E’ tornato finalmente il nostro autore francese preferito Franck Thilliez. E lo fa in grande stile, sempre con Darkside di Fazi Editore, portandoci nei labirinti della mente intorno ad un intrigo tutto al femminile. Ma più che presentarvi l’autore o il libro che molti di voi già conoscono. Colui ci ha regalato notti insonne a leggere tutti i suoi romanzi e la sua casa editrice quest’anno hanno organizzato un lancio senza precedenti. Da oggi fino al 31 luglio, se siete di Milano o ci passate (e dovete farlo), non potete vivere l’esperienza di entrare nel romanzo grazie alla escape-room organizzata in collaborazione con “The Impossible Society”. Cliccate su PRENOTA per lasciarvi condurre nel mondo di Labirinti.

TRAMA

Una giovane poliziotta, Camille Nijinski, si trova nello studio del dottor Fibonacci, uno psichiatra che si accinge a raccontarle una storia incredibile di cui è l’unico depositario. Si tratta della testimonianza raccolta da una paziente, la quale è stata trovata priva di sensi e di memoria in un bosco accanto al cadavere di un uomo. Camille, incaricata di seguire le indagini, ha bisogno di capire di più riguardo a questa improvvisa perdita di memoria, ma lo psichiatra ha molto altro da rivelarle. Prima di dimenticare tutto, la sua paziente ha condiviso con lui i fatti del suo passato: una storia lunga e complessa, senza dubbio la più straordinaria che Camille ascolterà in tutta la sua carriera. Le protagoniste sono cinque. Tutte donne. La giornalista, la psichiatra, la rapita, la scrittrice… E la quinta? La quinta donna è il filo del labirinto, è colei che fornirà le risposte a tutte le domande e, forse, anche una via d’uscita. La mente geniale dell’autore ha dato vita a un vero e proprio labirinto infernale cosparso di tranelli e vicoli ciechi, in cui il lettore verrà intrappolato insieme ai protagonisti. Franck Thilliez non si stanca mai di giocare… ma questo i suoi lettori più affezionati lo sanno già.

ESTRATTO

«Prego, si accomodi, signorina Nijinski. Spero che abbia tempo. Quello che sto per raccontarle sarà come iniziare a leggere un thriller particolarmente cupo e stare sulle montagne russe per cinquecento pagine».

«Ho tutto il tempo che serve. Dobbiamo assolutamente chiarire la verità su questo caso».

«Ah, la verità…».

Fibonacci andò alla finestra a cui lei si era affacciata pochi minuti prima. Rimase per qualche istante in silenzio, portandosi il bicchiere alle labbra. Poi si voltò. 
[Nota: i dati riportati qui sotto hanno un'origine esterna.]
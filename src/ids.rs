//! Process-local identifiers.
//!
//! `SessionKey` generation follows the same atomic-counter idiom as the
//! teacher's `PRELOAD_REQUEST_COUNTER` (`audio/handle.rs`): monotonic,
//! never reused, safe to hand out from any thread without a lock.

use std::fmt;
use std::sync::atomic::{AtomicU64, Ordering};

use rand::Rng;
use rand::distr::Alphanumeric;

/// Process-local integer assigned at session creation, stable for the
/// session's lifetime, never reused.
#[derive(Debug, Clone, Copy, PartialEq, Eq, PartialOrd, Ord, Hash)]
pub struct SessionKey(u64);

static NEXT_SESSION_KEY: AtomicU64 = AtomicU64::new(1);

impl SessionKey {
    /// Allocate the next monotonic key. Process-wide, never reused.
    pub fn next() -> Self {
        SessionKey(NEXT_SESSION_KEY.fetch_add(1, Ordering::Relaxed))
    }

    pub fn value(self) -> u64 {
        self.0
    }

    /// Reconstructs a key the bus handed back to us earlier (e.g. the
    /// integer a client read via the `Player.Key` property and now passes
    /// to `PauseOtherSessions`/`SetCurrentPlayer`). Not a new allocation.
    pub fn from_raw(value: u64) -> Self {
        SessionKey(value)
    }

    /// The bus object path segment for this session, e.g. `sessions/3`.
    pub fn path_segment(self) -> String {
        format!("sessions/{}", self.0)
    }
}

impl fmt::Display for SessionKey {
    fn fmt(&self, f: &mut fmt::Formatter<'_>) -> fmt::Result {
        write!(f, "{}", self.0)
    }
}

/// Opaque short string handed to the client at session-creation time,
/// required for detach/reattach/destroy. Never reused.
#[derive(Debug, Clone, PartialEq, Eq, Hash)]
pub struct SessionUuid(String);

impl SessionUuid {
    /// Generate a fresh, process-unique opaque identifier.
    pub fn generate() -> Self {
        let suffix: String = rand::rng()
            .sample_iter(&Alphanumeric)
            .take(16)
            .map(char::from)
            .collect();
        SessionUuid(format!("mh{suffix}"))
    }

    pub fn as_str(&self) -> &str {
        &self.0
    }
}

impl fmt::Display for SessionUuid {
    fn fmt(&self, f: &mut fmt::Formatter<'_>) -> fmt::Result {
        write!(f, "{}", self.0)
    }
}

impl From<String> for SessionUuid {
    fn from(s: String) -> Self {
        SessionUuid(s)
    }
}

/// Opaque path-like identifier assigned by a `TrackList` on insert, unique
/// within that list for its lifetime.
#[derive(Debug, Clone, PartialEq, Eq, Hash)]
pub struct TrackId(String);

static NEXT_TRACK_SEQ: AtomicU64 = AtomicU64::new(1);

impl TrackId {
    /// The well-known empty-track sentinel: the literal path a real MPRIS
    /// client uses for "no track" / "append" (kept identical to the
    /// original implementation's `TrackList/NoTrack` constant).
    pub const EMPTY_PATH: &'static str = "/org/mpris/MediaPlayer2/TrackList/NoTrack";

    pub fn empty() -> Self {
        TrackId(Self::EMPTY_PATH.to_string())
    }

    pub fn is_empty(&self) -> bool {
        self.0 == Self::EMPTY_PATH
    }

    /// Allocate a fresh id scoped to `session_key`'s track list.
    pub fn generate(session_key: SessionKey) -> Self {
        let seq = NEXT_TRACK_SEQ.fetch_add(1, Ordering::Relaxed);
        TrackId(format!(
            "/org/mpris/MediaPlayer2/Track/{session_key}/{seq}"
        ))
    }

    pub fn as_str(&self) -> &str {
        &self.0
    }
}

impl fmt::Display for TrackId {
    fn fmt(&self, f: &mut fmt::Formatter<'_>) -> fmt::Result {
        write!(f, "{}", self.0)
    }
}

/// Wraps whatever object path a bus caller supplied, verbatim — it may be a
/// previously generated id, the empty-track sentinel, or (for `AddTrack`'s
/// `after_track`) an id this list never issued, which the caller's own
/// lookup will reject.
impl From<&str> for TrackId {
    fn from(s: &str) -> Self {
        TrackId(s.to_string())
    }
}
«Il cervello umano può ricorrere alle strategie più incredibili per proteggere la mente. Si adatta di continuo, si ricostruisce sulle proprie rovine… È perfino capace di ingannare se stesso. Può far passare ricordi inventati per reali. Ci può convincere, per esempio, che al liceo siamo stati aggrediti in mensa anche se non è mai successo. Sa come si chiama questo fenomeno?».

«Assolutamente no, sono solo una poliziotta…».

«Paramnesia. Pensiamo di aver già visto e vissuto una situazione… Ma è una semplice invenzione della nostra mente. Mi dica lei, quindi, dove sta la verità quando siamo convinti che ciò che conserviamo nella memoria sia ciò che è successo davvero?».

Si sedette davanti a lei dopo aver preso un oggetto dalla tasca.

«Lei gioca a scacchi, signorina Nijinski?».

«Conosco tutt’al più le regole».

«La donna aveva con sé questo. Un alfiere nero».

Camille si rigirò tra le mani il pezzo di legno, alto circa cinque centimetri.

«In che senso, con sé? Noi non abbiamo trovato niente e…».

«Mi ha parlato», la interruppe Fibonacci con aria grave. «Prima di dimenticare tutto, la paziente mi ha spiegato cosa è successo dalla a alla z».

Camille ne rimase sorpresa. Perché Fibonacci non l’aveva avvisata prima di quell’informazione fondamentale?

«Ha confessato l’omicidio?».

«È… più complicato di così. Devo confidarle che durante la mia carriera non mi sono mai trovato di fronte a un caso simile. Eppure di pazienti ne ho avuti parecchi. Ma lei è davvero fuori dal comune».

Riprese il pezzo degli scacchi e indicò il quaderno che la sua interlocutrice aveva appena appoggiato sulle ginocchia.

«Fa bene a prendere appunti, scriva tutto quello che può, anche se la storia che sto per raccontarle è lunga e complicata. Ed è sicuramente la più incredibile che le sia mai capitato di ascoltare in tutta la sua vita. Di quelle che al massimo si leggono nei romanzi».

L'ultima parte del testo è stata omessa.